=== LISTED RECORDS ===
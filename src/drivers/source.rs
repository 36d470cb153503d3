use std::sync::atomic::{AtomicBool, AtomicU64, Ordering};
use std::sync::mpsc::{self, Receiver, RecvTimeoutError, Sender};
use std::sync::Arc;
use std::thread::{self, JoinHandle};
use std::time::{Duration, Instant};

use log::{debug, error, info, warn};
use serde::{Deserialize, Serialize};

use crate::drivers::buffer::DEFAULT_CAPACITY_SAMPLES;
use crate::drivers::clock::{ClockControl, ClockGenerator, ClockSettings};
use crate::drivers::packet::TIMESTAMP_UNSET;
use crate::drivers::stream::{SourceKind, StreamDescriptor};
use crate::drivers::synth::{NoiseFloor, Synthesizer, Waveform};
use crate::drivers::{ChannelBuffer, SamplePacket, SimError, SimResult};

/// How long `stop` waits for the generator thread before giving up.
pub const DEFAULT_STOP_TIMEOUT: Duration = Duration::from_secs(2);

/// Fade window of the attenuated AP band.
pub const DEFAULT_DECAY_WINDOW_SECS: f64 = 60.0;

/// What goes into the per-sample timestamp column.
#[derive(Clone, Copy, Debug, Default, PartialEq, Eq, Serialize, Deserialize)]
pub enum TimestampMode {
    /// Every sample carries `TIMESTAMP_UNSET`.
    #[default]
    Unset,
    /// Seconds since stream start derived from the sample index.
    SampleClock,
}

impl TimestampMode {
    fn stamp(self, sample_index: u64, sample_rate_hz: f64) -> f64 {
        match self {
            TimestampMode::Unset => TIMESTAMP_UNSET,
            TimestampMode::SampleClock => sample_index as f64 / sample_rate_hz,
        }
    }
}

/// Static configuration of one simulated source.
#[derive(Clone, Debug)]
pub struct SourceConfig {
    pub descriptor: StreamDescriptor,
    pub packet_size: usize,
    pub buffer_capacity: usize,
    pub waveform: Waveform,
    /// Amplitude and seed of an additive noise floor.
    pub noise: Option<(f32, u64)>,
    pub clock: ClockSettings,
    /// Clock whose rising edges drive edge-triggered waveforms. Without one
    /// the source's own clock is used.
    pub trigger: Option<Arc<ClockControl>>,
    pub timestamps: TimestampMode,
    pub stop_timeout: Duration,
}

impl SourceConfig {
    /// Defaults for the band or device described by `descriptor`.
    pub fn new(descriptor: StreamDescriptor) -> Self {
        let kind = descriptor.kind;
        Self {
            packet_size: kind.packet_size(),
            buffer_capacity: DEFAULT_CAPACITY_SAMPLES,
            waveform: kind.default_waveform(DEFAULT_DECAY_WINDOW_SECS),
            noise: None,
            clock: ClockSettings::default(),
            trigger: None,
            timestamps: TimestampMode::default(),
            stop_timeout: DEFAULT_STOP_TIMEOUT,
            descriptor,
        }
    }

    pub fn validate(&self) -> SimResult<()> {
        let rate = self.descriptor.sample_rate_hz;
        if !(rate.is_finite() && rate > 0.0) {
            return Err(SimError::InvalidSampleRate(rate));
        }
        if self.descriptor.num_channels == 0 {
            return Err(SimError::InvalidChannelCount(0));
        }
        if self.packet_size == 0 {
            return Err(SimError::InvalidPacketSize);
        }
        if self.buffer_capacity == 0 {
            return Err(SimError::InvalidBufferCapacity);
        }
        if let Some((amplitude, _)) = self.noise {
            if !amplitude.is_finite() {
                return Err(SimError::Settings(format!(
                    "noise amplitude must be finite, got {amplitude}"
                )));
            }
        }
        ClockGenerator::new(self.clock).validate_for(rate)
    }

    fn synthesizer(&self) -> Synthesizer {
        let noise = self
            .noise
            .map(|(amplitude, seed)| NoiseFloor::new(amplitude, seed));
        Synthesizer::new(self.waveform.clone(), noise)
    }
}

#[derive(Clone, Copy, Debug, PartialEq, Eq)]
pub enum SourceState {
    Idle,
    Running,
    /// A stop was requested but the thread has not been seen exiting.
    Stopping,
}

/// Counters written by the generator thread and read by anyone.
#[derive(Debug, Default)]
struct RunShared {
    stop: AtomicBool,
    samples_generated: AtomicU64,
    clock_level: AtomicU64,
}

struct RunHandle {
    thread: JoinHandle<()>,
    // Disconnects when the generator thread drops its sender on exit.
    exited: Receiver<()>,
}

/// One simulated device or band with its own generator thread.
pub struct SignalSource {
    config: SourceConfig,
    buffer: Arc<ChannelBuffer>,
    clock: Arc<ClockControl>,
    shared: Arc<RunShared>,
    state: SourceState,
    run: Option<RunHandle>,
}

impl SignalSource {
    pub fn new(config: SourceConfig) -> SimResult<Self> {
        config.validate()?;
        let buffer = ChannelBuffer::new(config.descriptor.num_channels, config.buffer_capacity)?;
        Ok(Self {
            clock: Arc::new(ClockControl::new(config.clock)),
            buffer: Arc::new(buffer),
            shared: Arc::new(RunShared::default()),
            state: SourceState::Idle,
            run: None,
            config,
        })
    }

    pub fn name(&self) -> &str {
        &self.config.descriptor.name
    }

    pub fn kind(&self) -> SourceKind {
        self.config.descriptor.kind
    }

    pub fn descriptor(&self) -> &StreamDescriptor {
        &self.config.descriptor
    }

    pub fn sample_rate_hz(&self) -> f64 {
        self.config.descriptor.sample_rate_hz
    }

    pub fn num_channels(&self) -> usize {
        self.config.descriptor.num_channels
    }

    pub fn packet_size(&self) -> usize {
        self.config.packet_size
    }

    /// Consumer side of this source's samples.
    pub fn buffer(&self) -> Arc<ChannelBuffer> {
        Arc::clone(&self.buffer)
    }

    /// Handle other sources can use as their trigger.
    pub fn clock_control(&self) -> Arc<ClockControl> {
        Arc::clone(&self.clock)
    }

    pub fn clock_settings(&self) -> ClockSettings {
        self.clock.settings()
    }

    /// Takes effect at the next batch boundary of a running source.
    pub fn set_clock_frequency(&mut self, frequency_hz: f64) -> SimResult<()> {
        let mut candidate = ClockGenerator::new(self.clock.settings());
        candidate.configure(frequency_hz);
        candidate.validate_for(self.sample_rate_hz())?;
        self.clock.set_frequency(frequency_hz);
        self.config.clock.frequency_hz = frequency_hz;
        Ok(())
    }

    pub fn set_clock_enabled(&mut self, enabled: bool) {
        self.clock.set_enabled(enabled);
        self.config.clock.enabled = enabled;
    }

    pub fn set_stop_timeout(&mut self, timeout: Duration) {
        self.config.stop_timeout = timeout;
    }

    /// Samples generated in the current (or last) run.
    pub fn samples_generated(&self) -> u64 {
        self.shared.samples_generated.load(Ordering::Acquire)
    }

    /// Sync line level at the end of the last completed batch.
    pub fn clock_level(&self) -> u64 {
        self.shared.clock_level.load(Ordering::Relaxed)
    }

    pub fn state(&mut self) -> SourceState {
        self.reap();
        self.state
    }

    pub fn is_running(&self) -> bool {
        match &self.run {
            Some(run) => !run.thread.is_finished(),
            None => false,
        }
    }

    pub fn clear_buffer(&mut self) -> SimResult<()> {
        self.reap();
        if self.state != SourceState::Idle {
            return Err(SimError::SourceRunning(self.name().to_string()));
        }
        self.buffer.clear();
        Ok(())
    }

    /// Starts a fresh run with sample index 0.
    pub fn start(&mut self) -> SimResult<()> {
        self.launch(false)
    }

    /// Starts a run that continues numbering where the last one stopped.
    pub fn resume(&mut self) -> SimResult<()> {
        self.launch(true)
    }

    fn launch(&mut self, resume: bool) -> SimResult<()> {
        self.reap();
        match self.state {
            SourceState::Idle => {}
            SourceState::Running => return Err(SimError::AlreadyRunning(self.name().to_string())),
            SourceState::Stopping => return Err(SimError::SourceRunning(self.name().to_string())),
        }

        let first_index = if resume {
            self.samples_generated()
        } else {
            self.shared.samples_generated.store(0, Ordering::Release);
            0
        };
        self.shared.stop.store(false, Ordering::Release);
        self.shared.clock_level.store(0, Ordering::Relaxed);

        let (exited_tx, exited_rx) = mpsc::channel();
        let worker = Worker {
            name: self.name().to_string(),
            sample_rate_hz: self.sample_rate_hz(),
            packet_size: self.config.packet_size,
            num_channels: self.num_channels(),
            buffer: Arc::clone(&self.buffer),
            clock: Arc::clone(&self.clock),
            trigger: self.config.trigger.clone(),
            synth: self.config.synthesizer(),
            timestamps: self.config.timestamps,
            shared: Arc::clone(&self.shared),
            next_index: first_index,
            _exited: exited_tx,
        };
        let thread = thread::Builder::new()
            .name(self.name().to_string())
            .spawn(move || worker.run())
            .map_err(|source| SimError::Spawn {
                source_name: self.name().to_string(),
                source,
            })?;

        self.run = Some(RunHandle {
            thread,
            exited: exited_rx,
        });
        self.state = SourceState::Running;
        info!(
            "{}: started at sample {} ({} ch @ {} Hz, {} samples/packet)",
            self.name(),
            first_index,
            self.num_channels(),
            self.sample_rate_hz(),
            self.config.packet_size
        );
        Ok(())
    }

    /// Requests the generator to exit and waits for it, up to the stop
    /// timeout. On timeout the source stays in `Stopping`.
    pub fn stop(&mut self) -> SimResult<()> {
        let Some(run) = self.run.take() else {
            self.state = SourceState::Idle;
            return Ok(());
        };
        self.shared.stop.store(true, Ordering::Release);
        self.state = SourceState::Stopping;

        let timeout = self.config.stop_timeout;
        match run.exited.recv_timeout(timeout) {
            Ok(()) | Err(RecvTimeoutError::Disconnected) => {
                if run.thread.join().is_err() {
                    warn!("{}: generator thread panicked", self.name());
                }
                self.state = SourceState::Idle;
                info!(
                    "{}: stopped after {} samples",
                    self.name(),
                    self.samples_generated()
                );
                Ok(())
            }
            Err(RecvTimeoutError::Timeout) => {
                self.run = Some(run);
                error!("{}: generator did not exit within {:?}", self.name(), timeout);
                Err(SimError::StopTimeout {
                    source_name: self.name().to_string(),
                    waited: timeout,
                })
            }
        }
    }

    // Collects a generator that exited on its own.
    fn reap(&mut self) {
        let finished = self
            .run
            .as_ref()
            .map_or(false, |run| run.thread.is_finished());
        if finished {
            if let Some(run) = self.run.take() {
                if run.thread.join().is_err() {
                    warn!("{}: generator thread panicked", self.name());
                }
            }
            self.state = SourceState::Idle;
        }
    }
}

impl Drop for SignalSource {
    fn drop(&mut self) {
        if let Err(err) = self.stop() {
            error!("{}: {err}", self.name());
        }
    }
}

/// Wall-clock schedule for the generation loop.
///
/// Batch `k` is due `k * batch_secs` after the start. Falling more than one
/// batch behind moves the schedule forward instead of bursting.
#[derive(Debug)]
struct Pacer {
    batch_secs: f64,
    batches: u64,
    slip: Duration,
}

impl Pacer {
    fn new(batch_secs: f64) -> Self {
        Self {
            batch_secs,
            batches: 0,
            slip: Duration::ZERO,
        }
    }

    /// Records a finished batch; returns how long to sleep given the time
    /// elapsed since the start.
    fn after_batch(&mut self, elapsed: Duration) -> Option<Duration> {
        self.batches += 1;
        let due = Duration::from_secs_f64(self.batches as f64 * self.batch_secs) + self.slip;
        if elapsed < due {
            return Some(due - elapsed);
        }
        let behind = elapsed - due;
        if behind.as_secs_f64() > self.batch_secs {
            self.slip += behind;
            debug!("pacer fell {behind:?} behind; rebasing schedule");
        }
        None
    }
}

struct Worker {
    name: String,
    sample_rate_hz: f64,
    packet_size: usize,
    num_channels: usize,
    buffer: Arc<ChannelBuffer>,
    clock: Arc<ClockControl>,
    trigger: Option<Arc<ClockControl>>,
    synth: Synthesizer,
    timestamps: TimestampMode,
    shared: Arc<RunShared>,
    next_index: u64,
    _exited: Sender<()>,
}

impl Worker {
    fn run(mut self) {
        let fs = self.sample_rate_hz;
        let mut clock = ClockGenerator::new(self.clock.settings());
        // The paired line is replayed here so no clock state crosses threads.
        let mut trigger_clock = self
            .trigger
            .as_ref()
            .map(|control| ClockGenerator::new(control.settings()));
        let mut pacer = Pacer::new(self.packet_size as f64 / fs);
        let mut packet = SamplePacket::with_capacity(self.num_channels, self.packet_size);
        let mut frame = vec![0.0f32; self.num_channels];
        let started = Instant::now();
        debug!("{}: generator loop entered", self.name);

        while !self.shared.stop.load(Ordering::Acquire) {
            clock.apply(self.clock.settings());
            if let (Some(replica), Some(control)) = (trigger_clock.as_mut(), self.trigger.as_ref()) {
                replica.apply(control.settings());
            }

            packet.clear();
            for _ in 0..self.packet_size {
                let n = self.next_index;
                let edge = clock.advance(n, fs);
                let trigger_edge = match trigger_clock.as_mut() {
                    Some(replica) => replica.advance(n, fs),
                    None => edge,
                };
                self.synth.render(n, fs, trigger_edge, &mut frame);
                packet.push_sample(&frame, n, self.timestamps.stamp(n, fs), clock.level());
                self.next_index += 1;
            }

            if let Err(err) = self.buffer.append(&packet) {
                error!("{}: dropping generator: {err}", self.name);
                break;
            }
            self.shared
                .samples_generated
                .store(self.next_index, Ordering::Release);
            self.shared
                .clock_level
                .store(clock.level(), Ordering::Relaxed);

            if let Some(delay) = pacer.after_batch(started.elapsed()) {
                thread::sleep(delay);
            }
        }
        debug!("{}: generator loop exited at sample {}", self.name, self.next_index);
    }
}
===
WORK ITEM
Look through the data above. Each line containing the word "candidate" needs to be copied.

ANSWER SPACE
        let mut candidate = ClockGenerator::new(self.clock.settings());
        candidate.configure(frequency_hz);
        candidate.validate_for(self.sample_rate_hz())?;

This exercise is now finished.